== Information given
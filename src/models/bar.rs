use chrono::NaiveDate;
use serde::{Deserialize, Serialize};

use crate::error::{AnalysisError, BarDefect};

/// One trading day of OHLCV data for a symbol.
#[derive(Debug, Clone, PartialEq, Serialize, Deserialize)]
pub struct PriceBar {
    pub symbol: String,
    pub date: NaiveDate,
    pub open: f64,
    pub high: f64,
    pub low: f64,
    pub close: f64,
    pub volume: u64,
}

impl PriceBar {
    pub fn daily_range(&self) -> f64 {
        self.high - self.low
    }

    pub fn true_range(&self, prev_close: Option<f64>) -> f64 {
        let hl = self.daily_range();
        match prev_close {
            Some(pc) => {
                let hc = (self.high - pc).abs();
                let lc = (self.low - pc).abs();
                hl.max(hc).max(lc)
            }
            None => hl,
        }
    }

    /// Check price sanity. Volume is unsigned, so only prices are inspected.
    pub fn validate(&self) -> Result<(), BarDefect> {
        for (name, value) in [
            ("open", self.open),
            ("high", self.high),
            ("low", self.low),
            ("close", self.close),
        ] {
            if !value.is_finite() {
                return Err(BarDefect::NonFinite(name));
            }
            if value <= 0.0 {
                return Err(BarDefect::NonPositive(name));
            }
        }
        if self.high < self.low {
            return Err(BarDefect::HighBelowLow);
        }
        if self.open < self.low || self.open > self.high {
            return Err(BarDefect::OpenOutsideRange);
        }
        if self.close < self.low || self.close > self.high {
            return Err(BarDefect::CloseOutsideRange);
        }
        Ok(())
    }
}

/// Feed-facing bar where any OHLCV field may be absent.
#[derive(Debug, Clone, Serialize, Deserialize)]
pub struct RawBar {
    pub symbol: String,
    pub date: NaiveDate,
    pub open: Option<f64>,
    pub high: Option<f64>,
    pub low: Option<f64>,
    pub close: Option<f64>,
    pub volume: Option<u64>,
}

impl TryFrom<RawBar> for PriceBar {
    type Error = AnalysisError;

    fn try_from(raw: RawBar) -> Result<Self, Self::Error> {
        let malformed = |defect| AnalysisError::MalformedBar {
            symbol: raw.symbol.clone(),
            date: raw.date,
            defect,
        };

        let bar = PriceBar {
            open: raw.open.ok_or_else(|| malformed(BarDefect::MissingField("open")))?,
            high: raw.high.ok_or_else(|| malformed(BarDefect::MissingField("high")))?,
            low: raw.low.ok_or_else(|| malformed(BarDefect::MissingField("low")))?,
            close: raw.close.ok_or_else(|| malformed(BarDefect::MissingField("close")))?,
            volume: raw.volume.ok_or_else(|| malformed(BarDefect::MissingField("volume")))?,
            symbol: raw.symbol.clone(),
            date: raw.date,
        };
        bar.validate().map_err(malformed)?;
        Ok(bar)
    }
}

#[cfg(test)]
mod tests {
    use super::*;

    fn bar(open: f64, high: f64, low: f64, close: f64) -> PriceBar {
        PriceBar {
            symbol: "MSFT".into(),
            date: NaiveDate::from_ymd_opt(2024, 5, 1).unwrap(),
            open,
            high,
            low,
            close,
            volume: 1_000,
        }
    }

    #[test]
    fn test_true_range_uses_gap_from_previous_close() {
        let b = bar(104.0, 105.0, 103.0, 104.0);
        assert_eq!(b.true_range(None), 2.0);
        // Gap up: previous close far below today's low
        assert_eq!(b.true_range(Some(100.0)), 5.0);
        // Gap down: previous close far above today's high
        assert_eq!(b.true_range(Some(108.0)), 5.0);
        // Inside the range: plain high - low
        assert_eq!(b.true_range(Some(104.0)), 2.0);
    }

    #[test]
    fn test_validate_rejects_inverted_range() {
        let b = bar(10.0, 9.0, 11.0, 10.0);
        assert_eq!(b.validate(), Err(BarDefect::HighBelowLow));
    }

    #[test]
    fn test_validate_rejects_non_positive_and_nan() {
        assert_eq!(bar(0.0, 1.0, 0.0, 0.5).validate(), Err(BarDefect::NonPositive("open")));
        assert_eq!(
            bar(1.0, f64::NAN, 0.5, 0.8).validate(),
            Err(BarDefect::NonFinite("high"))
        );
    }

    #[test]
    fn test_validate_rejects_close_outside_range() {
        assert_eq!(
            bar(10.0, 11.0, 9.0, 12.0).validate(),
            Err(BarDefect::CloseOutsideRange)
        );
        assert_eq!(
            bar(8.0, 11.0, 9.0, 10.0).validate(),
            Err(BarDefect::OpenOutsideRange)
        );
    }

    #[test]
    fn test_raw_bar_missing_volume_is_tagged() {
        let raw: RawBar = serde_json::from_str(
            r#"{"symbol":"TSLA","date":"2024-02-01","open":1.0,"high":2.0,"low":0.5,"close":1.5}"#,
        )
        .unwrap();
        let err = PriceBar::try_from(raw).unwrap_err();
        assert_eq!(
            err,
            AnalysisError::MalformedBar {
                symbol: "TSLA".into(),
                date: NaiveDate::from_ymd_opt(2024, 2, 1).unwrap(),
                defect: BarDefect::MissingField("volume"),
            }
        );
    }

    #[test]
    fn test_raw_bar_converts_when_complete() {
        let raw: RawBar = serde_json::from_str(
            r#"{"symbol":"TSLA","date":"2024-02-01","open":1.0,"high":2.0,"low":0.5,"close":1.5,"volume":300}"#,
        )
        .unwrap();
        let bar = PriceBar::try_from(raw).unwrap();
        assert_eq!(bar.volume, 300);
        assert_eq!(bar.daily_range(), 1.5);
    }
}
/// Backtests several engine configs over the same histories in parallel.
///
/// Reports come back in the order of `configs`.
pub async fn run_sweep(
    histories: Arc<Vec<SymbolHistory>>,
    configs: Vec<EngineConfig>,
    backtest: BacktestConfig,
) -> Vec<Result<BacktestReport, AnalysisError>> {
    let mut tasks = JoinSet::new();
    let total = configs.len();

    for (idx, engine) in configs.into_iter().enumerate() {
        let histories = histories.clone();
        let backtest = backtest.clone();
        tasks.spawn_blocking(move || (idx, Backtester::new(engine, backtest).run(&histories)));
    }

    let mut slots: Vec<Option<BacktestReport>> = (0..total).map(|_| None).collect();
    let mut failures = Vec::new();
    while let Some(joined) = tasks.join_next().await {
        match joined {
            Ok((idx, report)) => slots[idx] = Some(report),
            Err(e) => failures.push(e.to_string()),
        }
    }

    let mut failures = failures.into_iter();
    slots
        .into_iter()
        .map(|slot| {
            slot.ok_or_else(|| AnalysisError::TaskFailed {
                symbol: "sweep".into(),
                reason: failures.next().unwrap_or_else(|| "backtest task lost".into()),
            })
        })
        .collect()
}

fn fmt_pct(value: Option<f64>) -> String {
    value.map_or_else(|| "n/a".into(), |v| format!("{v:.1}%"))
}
====
Task statement
Only lines that hold the string "struct" belong in the answer, so copy every one of them from the records.

Exercise answer
pub struct PriceBar {
pub struct RawBar {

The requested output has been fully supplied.